PROBLEM DESCRIPTION>
Scan the entries below for the string "StatusCode" and copy every line where it turns up.

Stored items:
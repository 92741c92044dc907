//! HTTP dispatcher for the agent backend service.
//!
//! The backend exposes one JSON endpoint per supported agent type under a
//! single origin. Requests are plain request/response exchanges: no
//! streaming and no retries.

use crate::config::{AgentConfig, AgentSettings, WebSearcherSettings, YoutubeSummarizerSettings};
use crate::dispatcher::AgentDispatcher;
use crate::error::ExecutionError;
use async_trait::async_trait;
use serde::{Deserialize, Serialize};
use serde_json::Value as JsonValue;
use tracing::{debug, instrument, warn};

/// Origin used when none is configured.
pub const DEFAULT_ORIGIN: &str = "http://localhost:8000";

const SEARCH_PATH: &str = "/websearch/search";
const VIDEO_SUMMARY_PATH: &str = "/youtube/analyze";
const DEFAULT_SEARCH_LANGUAGE: &str = "en";

#[derive(Debug, Serialize)]
struct SearchRequest<'a> {
    query: &'a str,
    num_results: u32,
    languages: Vec<&'a str>,
}

#[derive(Debug, Serialize)]
struct VideoSummaryRequest<'a> {
    video_url: &'a str,
    question: &'a str,
}

#[derive(Debug, Deserialize)]
struct VideoSummaryResponse {
    response: JsonValue,
}

/// Dispatches agent nodes to the backend service over HTTP.
#[derive(Debug, Clone)]
pub struct HttpDispatcher {
    client: reqwest::Client,
    origin: String,
}

impl HttpDispatcher {
    /// Creates a dispatcher for the backend at `origin`.
    #[must_use]
    pub fn new(origin: impl Into<String>) -> Self {
        Self::with_client(reqwest::Client::new(), origin)
    }

    /// Creates a dispatcher that reuses an existing client.
    #[must_use]
    pub fn with_client(client: reqwest::Client, origin: impl Into<String>) -> Self {
        Self {
            client,
            origin: origin.into().trim_end_matches('/').to_string(),
        }
    }

    /// Returns the configured origin without a trailing slash.
    #[must_use]
    pub fn origin(&self) -> &str {
        &self.origin
    }

    async fn search(&self, settings: &WebSearcherSettings) -> Result<JsonValue, ExecutionError> {
        if settings.query.trim().is_empty() {
            return Err(ExecutionError::InvalidInput {
                reason: "search query is empty".to_string(),
            });
        }
        let language = settings
            .filters
            .language
            .as_deref()
            .unwrap_or(DEFAULT_SEARCH_LANGUAGE);
        let request = SearchRequest {
            query: &settings.query,
            num_results: settings.max_results,
            languages: vec![language],
        };
        self.post(SEARCH_PATH, &request).await
    }

    async fn summarize_video(
        &self,
        settings: &YoutubeSummarizerSettings,
    ) -> Result<JsonValue, ExecutionError> {
        if settings.youtube_url.trim().is_empty() {
            return Err(ExecutionError::InvalidInput {
                reason: "video url is empty".to_string(),
            });
        }
        let request = VideoSummaryRequest {
            video_url: &settings.youtube_url,
            question: &settings.custom_prompt,
        };
        let body = self.post(VIDEO_SUMMARY_PATH, &request).await?;
        let parsed: VideoSummaryResponse =
            serde_json::from_value(body).map_err(|e| ExecutionError::ResponseParseFailed {
                reason: e.to_string(),
            })?;
        Ok(parsed.response)
    }

    async fn post<B: Serialize + ?Sized>(
        &self,
        path: &str,
        body: &B,
    ) -> Result<JsonValue, ExecutionError> {
        let url = format!("{}{path}", self.origin);
        let response = self
            .client
            .post(&url)
            .json(body)
            .send()
            .await
            .map_err(|e| ExecutionError::RequestFailed {
                reason: e.to_string(),
            })?;

        let status = response.status();
        if !status.is_success() {
            let body = response.text().await.unwrap_or_default();
            warn!(%url, status = status.as_u16(), "backend rejected agent call");
            return Err(ExecutionError::BadStatus {
                status: status.as_u16(),
                body,
            });
        }

        debug!(%url, status = status.as_u16(), "backend answered");
        response
            .json()
            .await
            .map_err(|e| ExecutionError::ResponseParseFailed {
                reason: e.to_string(),
            })
    }
}

impl Default for HttpDispatcher {
    fn default() -> Self {
        Self::new(DEFAULT_ORIGIN)
    }
}

#[async_trait]
impl AgentDispatcher for HttpDispatcher {
    #[instrument(skip(self, config), fields(agent_type = %config.agent_type(), origin = %self.origin))]
    async fn execute(&self, config: &AgentConfig) -> Result<JsonValue, ExecutionError> {
        match &config.settings {
            AgentSettings::WebSearcher(settings) => self.search(settings).await,
            AgentSettings::YoutubeSummarizer(settings) => self.summarize_video(settings).await,
            AgentSettings::WebScraper(_)
            | AgentSettings::CodeInterpreter(_)
            | AgentSettings::DataAnalyst(_)
            | AgentSettings::ImageGenerator(_)
            | AgentSettings::TextGenerator(_)
            | AgentSettings::Translator(_) => Err(ExecutionError::Unsupported {
                agent_type: config.agent_type(),
            }),
            AgentSettings::Result(_) => Err(ExecutionError::NotExecutable {
                agent_type: config.agent_type(),
            }),
        }
    }
}

#[cfg(test)]
mod tests {
    use super::*;
    use crate::config::{AgentType, create_default_config};
    use crate::model::ModelType;
    use axum::Json;
    use axum::Router;
    use axum::http::StatusCode;
    use axum::routing::post;
    use serde_json::json;

    async fn serve(router: Router) -> String {
        let listener = tokio::net::TcpListener::bind("127.0.0.1:0")
            .await
            .expect("bind loopback");
        let addr = listener.local_addr().expect("local addr");
        tokio::spawn(async move {
            axum::serve(listener, router).await.expect("serve");
        });
        format!("http://{addr}/")
    }

    fn search_config(query: &str, max_results: u32) -> AgentConfig {
        let mut config = create_default_config(AgentType::WebSearcher, ModelType::OpenAi);
        if let AgentSettings::WebSearcher(settings) = &mut config.settings {
            settings.query = query.to_string();
            settings.max_results = max_results;
        }
        config
    }

    #[tokio::test]
    async fn search_posts_expected_body_and_returns_payload() {
        let router = Router::new().route(
            SEARCH_PATH,
            post(|Json(body): Json<JsonValue>| async move {
                Json(json!({ "echo": body, "results": ["a", "b"] }))
            }),
        );
        let dispatcher = HttpDispatcher::new(serve(router).await);

        let output = dispatcher
            .execute(&search_config("rust ownership", 4))
            .await
            .expect("search succeeds");

        assert_eq!(output["results"], json!(["a", "b"]));
        assert_eq!(
            output["echo"],
            json!({ "query": "rust ownership", "num_results": 4, "languages": ["en"] })
        );
    }

    #[tokio::test]
    async fn video_summary_unwraps_response_field() {
        let router = Router::new().route(
            VIDEO_SUMMARY_PATH,
            post(|Json(body): Json<JsonValue>| async move {
                Json(json!({ "response": format!("summary of {}", body["video_url"].as_str().unwrap_or("")) }))
            }),
        );
        let dispatcher = HttpDispatcher::new(serve(router).await);

        let mut config = create_default_config(AgentType::YoutubeSummarizer, ModelType::Gemini);
        if let AgentSettings::YoutubeSummarizer(settings) = &mut config.settings {
            settings.youtube_url = "https://youtu.be/xyz".to_string();
            settings.custom_prompt = "what is it about?".to_string();
        }

        let output = dispatcher.execute(&config).await.expect("summary succeeds");
        assert_eq!(output, json!("summary of https://youtu.be/xyz"));
    }

    #[tokio::test]
    async fn non_success_status_becomes_execution_error() {
        let router = Router::new().route(
            SEARCH_PATH,
            post(|| async { (StatusCode::SERVICE_UNAVAILABLE, "backend down") }),
        );
        let dispatcher = HttpDispatcher::new(serve(router).await);

        let err = dispatcher
            .execute(&search_config("anything", 3))
            .await
            .unwrap_err();
        assert_eq!(
            err,
            ExecutionError::BadStatus {
                status: 503,
                body: "backend down".to_string()
            }
        );
    }

    #[tokio::test]
    async fn unreachable_origin_is_request_failure() {
        let listener = tokio::net::TcpListener::bind("127.0.0.1:0")
            .await
            .expect("bind loopback");
        let addr = listener.local_addr().expect("local addr");
        drop(listener);

        let dispatcher = HttpDispatcher::new(format!("http://{addr}"));
        let err = dispatcher
            .execute(&search_config("anything", 3))
            .await
            .unwrap_err();
        assert!(matches!(err, ExecutionError::RequestFailed { .. }));
    }

    #[tokio::test]
    async fn empty_query_fails_before_any_request() {
        let dispatcher = HttpDispatcher::new("http://127.0.0.1:9");
        let err = dispatcher.execute(&search_config("  ", 3)).await.unwrap_err();
        assert!(matches!(err, ExecutionError::InvalidInput { .. }));
    }

    #[tokio::test]
    async fn unsupported_and_result_types_do_not_dispatch() {
        let dispatcher = HttpDispatcher::default();
        assert_eq!(dispatcher.origin(), DEFAULT_ORIGIN);

        let translator = create_default_config(AgentType::Translator, ModelType::OpenAi);
        assert_eq!(
            dispatcher.execute(&translator).await,
            Err(ExecutionError::Unsupported {
                agent_type: AgentType::Translator
            })
        );

        let result = create_default_config(AgentType::Result, ModelType::OpenAi);
        assert_eq!(
            dispatcher.execute(&result).await,
            Err(ExecutionError::NotExecutable {
                agent_type: AgentType::Result
            })
        );
    }
}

SOLUTION TO THE PROBLEM>
    use axum::http::StatusCode;
            post(|| async { (StatusCode::SERVICE_UNAVAILABLE, "backend down") }),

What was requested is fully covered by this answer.